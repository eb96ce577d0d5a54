//! Day-ahead load forecasting CLI.
//!
//! # Usage
//!
//! ```bash
//! # Set API token
//! export ENTSOE_API_KEY=your-token
//!
//! # Pull new feed rows into the bronze layer
//! loadcast fetch
//!
//! # Rebuild the silver/gold layers from bronze
//! loadcast prepare
//!
//! # Walk-forward backtest and accuracy report
//! loadcast backtest
//!
//! # Day-ahead forecast from the latest features
//! loadcast forecast
//!
//! # Re-print the accuracy report from cached predictions
//! loadcast report --windows 24,168
//! ```

use std::path::PathBuf;

use anyhow::{Context, Result};
use chrono::Duration;
use clap::{Parser, Subcommand};

use loadcast::data::{
    EntsoeClient, FetchOutcome, PredictionSeries, RawSeries, SeriesStore, StoreError, Timestamp,
};
use loadcast::metrics::{join_predictions, trailing_mape};
use loadcast::model::{forecast_next_day, RidgeRegressor};
use loadcast::pipeline;
use loadcast::walkforward::WalkForwardEvaluator;

/// Decimation for the week-long backtest window; every step retrains, so
/// the long window is sampled.
const WEEK_WINDOW_DECIMATION: usize = 20;

#[derive(Parser)]
#[command(name = "loadcast")]
#[command(about = "Hourly grid-load forecasting with walk-forward backtesting")]
#[command(version)]
struct Cli {
    #[command(subcommand)]
    command: Commands,

    /// Data directory
    #[arg(long, default_value = "data")]
    data_dir: PathBuf,
}

#[derive(Subcommand)]
enum Commands {
    /// Pull new rows from the ENTSO-E feed into the bronze layer
    Fetch {
        /// Country code to query
        #[arg(long, default_value = "CH")]
        country: String,
    },

    /// Rebuild the aligned series and feature matrix from bronze
    Prepare,

    /// Walk-forward backtest over the trailing day and week
    Backtest {
        /// Ignore cached predictions and retrain every step
        #[arg(long)]
        refresh: bool,
    },

    /// Forecast the next 24 hours from the latest features
    Forecast,

    /// Print trailing MAPE windows from cached predictions
    Report {
        /// Comma-separated window lengths in hours
        #[arg(long, default_value = "24,168")]
        windows: String,
    },
}

fn main() -> Result<()> {
    tracing_subscriber::fmt()
        .with_env_filter(
            tracing_subscriber::EnvFilter::from_default_env()
                .add_directive("loadcast=info".parse()?),
        )
        .init();

    let cli = Cli::parse();
    let store = SeriesStore::new(&cli.data_dir);

    match cli.command {
        Commands::Fetch { country } => cmd_fetch(&store, &country),
        Commands::Prepare => cmd_prepare(&store),
        Commands::Backtest { refresh } => cmd_backtest(&store, refresh),
        Commands::Forecast => cmd_forecast(&store),
        Commands::Report { windows } => cmd_report(&store, &windows),
    }
}

fn cmd_fetch(store: &SeriesStore, country: &str) -> Result<()> {
    let api_key = std::env::var("ENTSOE_API_KEY")
        .context("ENTSOE_API_KEY environment variable is not set")?;
    let client = EntsoeClient::new(api_key).with_country(country);

    let mut current = read_bronze_or_empty(store)?;
    let before = current.len();

    match client.update(&current).context("feed update failed")? {
        FetchOutcome::Data(new_rows) => {
            current.append(new_rows);
            store.write_raw(&current)?;
            println!(
                "Fetched {} new rows ({} total)",
                current.len() - before,
                current.len()
            );
        }
        FetchOutcome::Empty => {
            println!("Feed returned no new rows ({} on record)", before);
        }
    }
    Ok(())
}

fn cmd_prepare(store: &SeriesStore) -> Result<()> {
    let df = store
        .read_raw_frame()
        .context("no bronze data; run `loadcast fetch` first")?;
    let series = pipeline::enforce_frame(&df).context("bronze data failed validation")?;

    let (aligned, matrix) = pipeline::prepare(series);
    store.write_aligned(&aligned)?;
    store.write_features(&matrix)?;

    println!(
        "Prepared {} aligned hours -> {} feature rows",
        aligned.len(),
        matrix.len()
    );
    Ok(())
}

fn cmd_backtest(store: &SeriesStore, refresh: bool) -> Result<()> {
    let matrix = store
        .read_features()
        .context("no feature matrix; run `loadcast prepare` first")?;
    let anchor =
        latest_labelled_timestamp(&matrix).context("feature matrix has no labelled rows")?;

    let cache = if refresh {
        PredictionSeries::new()
    } else {
        read_cache_or_empty(store)?
    };

    let day_queries = trailing_queries(&matrix, anchor, Duration::hours(24));
    let week_queries = trailing_queries(&matrix, anchor, Duration::hours(168));

    let day_predictions = WalkForwardEvaluator::new().with_progress(true).evaluate(
        &matrix,
        RidgeRegressor::new,
        &day_queries,
        Some(&cache),
    );
    let week_predictions = WalkForwardEvaluator::new()
        .with_decimation(WEEK_WINDOW_DECIMATION)
        .with_progress(true)
        .evaluate(&matrix, RidgeRegressor::new, &week_queries, Some(&cache));

    let mut merged = cache;
    for (ts, value) in day_predictions.iter().chain(week_predictions.iter()) {
        merged.insert(ts, value);
    }
    store.write_backtest_predictions(&merged)?;

    let scored = join_predictions(&matrix, &merged);
    let report = trailing_mape(&scored, &[24, 168]);
    store.write_mape_report(&report)?;

    println!("{}", report.summary());
    Ok(())
}

fn cmd_forecast(store: &SeriesStore) -> Result<()> {
    let matrix = store
        .read_features()
        .context("no feature matrix; run `loadcast prepare` first")?;

    let forecast =
        forecast_next_day(&matrix, RidgeRegressor::new()).context("forecast failed")?;
    store.write_forecast(&forecast)?;

    println!("Day-ahead load forecast:");
    for (ts, value) in forecast.iter() {
        println!("  {}  {:>10.1} MW", ts + Duration::hours(24), value);
    }
    Ok(())
}

fn cmd_report(store: &SeriesStore, windows: &str) -> Result<()> {
    let lookbacks: Vec<i64> = windows
        .split(',')
        .map(|s| s.trim().parse::<i64>())
        .collect::<Result<_, _>>()
        .context("invalid --windows; expected comma-separated hours")?;

    let matrix = store
        .read_features()
        .context("no feature matrix; run `loadcast prepare` first")?;
    let predictions = store
        .read_backtest_predictions()
        .context("no cached predictions; run `loadcast backtest` first")?;

    let scored = join_predictions(&matrix, &predictions);
    let report = trailing_mape(&scored, &lookbacks);
    println!("{}", report.summary());
    Ok(())
}

/// Latest grid hour whose label is already known. The fetch command pulls
/// day-ahead forecast rows through tomorrow, so the trailing stretch of
/// the grid is label-null and the plain last timestamp would anchor the
/// backtest windows on hours that can never be scored.
fn latest_labelled_timestamp(matrix: &loadcast::data::FeatureMatrix) -> Option<Timestamp> {
    matrix
        .rows()
        .iter()
        .rev()
        .find(|r| r.day_later_load.is_some())
        .map(|r| r.timestamp)
}

/// Labelled grid timestamps inside the trailing window `(anchor - span,
/// anchor]`. Label-null rows are skipped: they cannot contribute to the
/// accuracy windows, so retraining on them is wasted work.
fn trailing_queries(
    matrix: &loadcast::data::FeatureMatrix,
    anchor: Timestamp,
    span: Duration,
) -> Vec<Timestamp> {
    let cutoff = anchor - span;
    matrix
        .rows()
        .iter()
        .filter(|r| r.day_later_load.is_some())
        .map(|r| r.timestamp)
        .filter(|ts| *ts > cutoff && *ts <= anchor)
        .collect()
}

fn read_bronze_or_empty(store: &SeriesStore) -> Result<RawSeries> {
    match store.read_raw_frame() {
        Ok(df) => Ok(pipeline::enforce_frame(&df).context("bronze data failed validation")?),
        Err(StoreError::FileNotFound(_)) => Ok(RawSeries::new()),
        Err(e) => Err(e.into()),
    }
}

fn read_cache_or_empty(store: &SeriesStore) -> Result<PredictionSeries> {
    match store.read_backtest_predictions() {
        Ok(cache) => Ok(cache),
        Err(StoreError::FileNotFound(_)) => Ok(PredictionSeries::new()),
        Err(e) => Err(e.into()),
    }
}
****************************************
Exercise description -> What you write must be the entries restated word for word, from the opening line through the one holding "lengths in hours", with nothing else.

Answer for this exercise ->
repository eb96ce577d0d5a54
//! Day-ahead load forecasting CLI.
//!
//! # Usage
//!
//! ```bash
//! # Set API token
//! export ENTSOE_API_KEY=your-token
//!
//! # Pull new feed rows into the bronze layer
//! loadcast fetch
//!
//! # Rebuild the silver/gold layers from bronze
//! loadcast prepare
//!
//! # Walk-forward backtest and accuracy report
//! loadcast backtest
//!
//! # Day-ahead forecast from the latest features
//! loadcast forecast
//!
//! # Re-print the accuracy report from cached predictions
//! loadcast report --windows 24,168
//! ```

use std::path::PathBuf;

use anyhow::{Context, Result};
use chrono::Duration;
use clap::{Parser, Subcommand};

use loadcast::data::{
    EntsoeClient, FetchOutcome, PredictionSeries, RawSeries, SeriesStore, StoreError, Timestamp,
};
use loadcast::metrics::{join_predictions, trailing_mape};
use loadcast::model::{forecast_next_day, RidgeRegressor};
use loadcast::pipeline;
use loadcast::walkforward::WalkForwardEvaluator;

/// Decimation for the week-long backtest window; every step retrains, so
/// the long window is sampled.
const WEEK_WINDOW_DECIMATION: usize = 20;

#[derive(Parser)]
#[command(name = "loadcast")]
#[command(about = "Hourly grid-load forecasting with walk-forward backtesting")]
#[command(version)]
struct Cli {
    #[command(subcommand)]
    command: Commands,

    /// Data directory
    #[arg(long, default_value = "data")]
    data_dir: PathBuf,
}

#[derive(Subcommand)]
enum Commands {
    /// Pull new rows from the ENTSO-E feed into the bronze layer
    Fetch {
        /// Country code to query
        #[arg(long, default_value = "CH")]
        country: String,
    },

    /// Rebuild the aligned series and feature matrix from bronze
    Prepare,

    /// Walk-forward backtest over the trailing day and week
    Backtest {
        /// Ignore cached predictions and retrain every step
        #[arg(long)]
        refresh: bool,
    },

    /// Forecast the next 24 hours from the latest features
    Forecast,

    /// Print trailing MAPE windows from cached predictions
    Report {
        /// Comma-separated window lengths in hours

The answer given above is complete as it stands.